Therefore, questions such as where to start, what to digitise, where are the biggest opportunities and how to build the pipeline to embark on this transformative agenda are becoming more and more pertinent. The ability to identify the correct problem areas and associated opportunities is critical for financial services companies to drive meaningful change at a much faster pace.
Identifying the problem correctly
The common success factor across transformation interventions, whether it is digital transformation, automation, dealing with compliance or improving customer journeys has been the organisation’s ability to focus on the right problems or opportunities.
However, understanding problems or identifying opportunities has largely been rooted in traditional approaches such as current state understanding, workshops, interviews, SoP reviews, time and motion studies, etc. These approaches are subjective; partial; time-consuming; costly and largely provide a one-time understanding; are hard and cost prohibitive to repeat; and also face change management challenges.
Organisations over the last couple of decades have adopted technology and are executing most of their day-to-day operations through information systems that capture valuable digital footprints. The time is right for these organisations to look at emerging methods for better visibility and transparency on how their processes are working in reality. Most business leaders would feel more confident deploying transformative strategies if they had a true picture of the efficacy of their business models.

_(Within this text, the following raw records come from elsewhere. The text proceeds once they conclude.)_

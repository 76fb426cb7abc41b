use chrono::{DateTime, Utc};
use rust_decimal::Decimal;
use serde::{Deserialize, Serialize};

/// Disk technology sniffed from the raw storage text.
#[derive(Serialize, Deserialize, Clone, Copy, Debug, PartialEq, Eq, Hash, PartialOrd, Ord)]
#[serde(rename_all = "UPPERCASE")]
pub enum DiskType {
    Sas,
    Sata,
    Ssd,
    Unknown,
}

impl DiskType {
    /// Disk types a caller may filter by. `Unknown` is never offered.
    pub const FILTERABLE: [DiskType; 3] = [DiskType::Sas, DiskType::Sata, DiskType::Ssd];

    pub fn as_str(&self) -> &'static str {
        match self {
            DiskType::Sas => "SAS",
            DiskType::Sata => "SATA",
            DiskType::Ssd => "SSD",
            DiskType::Unknown => "UNKNOWN",
        }
    }

    /// Resolve a filter token (case-insensitive). Only filterable types resolve.
    pub fn from_filter_token(token: &str) -> Option<DiskType> {
        let t = token.trim();
        Self::FILTERABLE
            .into_iter()
            .find(|d| d.as_str().eq_ignore_ascii_case(t))
    }
}

impl std::fmt::Display for DiskType {
    fn fmt(&self, f: &mut std::fmt::Formatter<'_>) -> std::fmt::Result {
        f.write_str(self.as_str())
    }
}

/// Currency tag of a listing price. Amounts are never converted.
#[derive(Serialize, Deserialize, Clone, Copy, Debug, PartialEq, Eq, Hash)]
#[serde(rename_all = "UPPERCASE")]
pub enum Currency {
    Eur,
    Usd,
    Sgd,
}

impl Currency {
    pub fn as_str(&self) -> &'static str {
        match self {
            Currency::Eur => "EUR",
            Currency::Usd => "USD",
            Currency::Sgd => "SGD",
        }
    }

    pub fn symbol(&self) -> &'static str {
        match self {
            Currency::Eur => "€",
            Currency::Usd => "$",
            Currency::Sgd => "S$",
        }
    }
}

impl std::fmt::Display for Currency {
    fn fmt(&self, f: &mut std::fmt::Formatter<'_>) -> std::fmt::Result {
        f.write_str(self.as_str())
    }
}

/// The (model, location, storage text) triple used to match imported rows
/// against existing records.
#[derive(Clone, Debug, PartialEq, Eq, Hash, PartialOrd, Ord, Serialize, Deserialize)]
pub struct NaturalKey {
    pub model: String,
    pub location: String,
    pub storage_raw: String,
}

impl NaturalKey {
    pub fn new(model: impl Into<String>, location: impl Into<String>, storage_raw: impl Into<String>) -> Self {
        Self {
            model: model.into(),
            location: location.into(),
            storage_raw: storage_raw.into(),
        }
    }
}

/// A persisted server listing.
#[derive(Serialize, Deserialize, Clone, Debug, PartialEq)]
#[serde(rename_all = "camelCase")]
pub struct CatalogRecord {
    /// Assigned on first persist, never reassigned.
    pub id: u64,
    pub model: String,
    pub ram_raw: String,
    pub ram_size_gb: u32,
    pub storage_raw: String,
    pub storage_total_gb: u64,
    pub disk_type: DiskType,
    pub location: String,
    pub price_amount: Decimal,
    pub currency: Currency,
    pub created_at: DateTime<Utc>,
    pub updated_at: DateTime<Utc>,
}

impl CatalogRecord {
    pub fn natural_key(&self) -> NaturalKey {
        NaturalKey::new(&self.model, &self.location, &self.storage_raw)
    }

    /// Human-readable price, e.g. `S$565.99`.
    pub fn display_price(&self) -> String {
        format!("{}{}", self.currency.symbol(), self.price_amount)
    }
}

Process mining and re-imagining processes
Process mining has clearly emerged as an enabler for financial services organisations to get this data driven visibility around their operations. It can also give them the required toolset to reimagine their processes and the ensuing opportunities for transformative change.
Process mining works by extracting system transaction data, transforming it into meaningful event logs and delivering key process insights across dimensions.

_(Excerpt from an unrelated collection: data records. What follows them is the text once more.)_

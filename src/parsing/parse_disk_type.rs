use crate::models::DiskType;

/// Checked in this order; the first token contained in the text wins.
const DISK_TOKENS: [(&str, DiskType); 3] = [
    ("SSD", DiskType::Ssd),
    ("SAS", DiskType::Sas),
    ("SATA", DiskType::Sata),
];

/// Sniff the disk technology from storage text such as `2x2TBSATA2`.
pub fn parse_disk_type(text: &str) -> DiskType {
    let upper = text.to_ascii_uppercase();
    DISK_TOKENS
        .iter()
        .find(|(token, _)| upper.contains(token))
        .map(|(_, disk)| *disk)
        .unwrap_or(DiskType::Unknown)
}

‘Process mining aims to discover, monitor and improve real processes (i.e., not assumed processes) by extracting knowledge from event logs readily available in today's information systems’
Process mining enables businesses to discover processes, inherent variations, and gain insights on how their processes are behaving today. These analysis areas and hypotheses help them to identify and prioritise opportunities for optimisation, automation, re-engineering, digital extension, elimination or harmonisation.
Industry pulse and looking forward
While process mining adoption has accelerated in the manufacturing domain over the last decade, financial services sector has gained momentum over the last 24 months. Some of the largest financial institutions have already embarked on this journey by setting up process mining Centre of Excellence (CoEs) and adoption has been across sub-segments like investment banking, retail banking, asset and wealth management, insurance, etc. The application area or challenges that process mining is applied to is also quite varied, as reflected in the table below.
The adoption of process mining in financial services has accelerated over the last 2 - 3 years. During our work and interactions with clients we have seen varied use of process mining techniques in identifying transformation and value preservation interventions. For example, a large Indian retail bank applied process mining techniques to identify process bottlenecks that were impeding growth and the optimization opportunities unearthed with process mining would help them to provide better reliability and same day processing of credit requests, there by gaining a higher wallet share of the customer. Another Indian bank is looking at applying process mining to drive agile audits and provide 100% transparency in processes and compliance gaps, as against a point in time and sample driven approach. Similarly, a global investment bank has setup a process mining CoE to enable process discovery of its operations teams to identify process breaks, bottlenecks and identify opportunities to drive operational efficiency and automation.
These industry examples reflect that with process mining, financial services clients could have the right ally and a digital twin of the processes to get the right visibility, identify problem areas, translate those to opportunities and take more data driven decisions for driving change and transformation across their operations.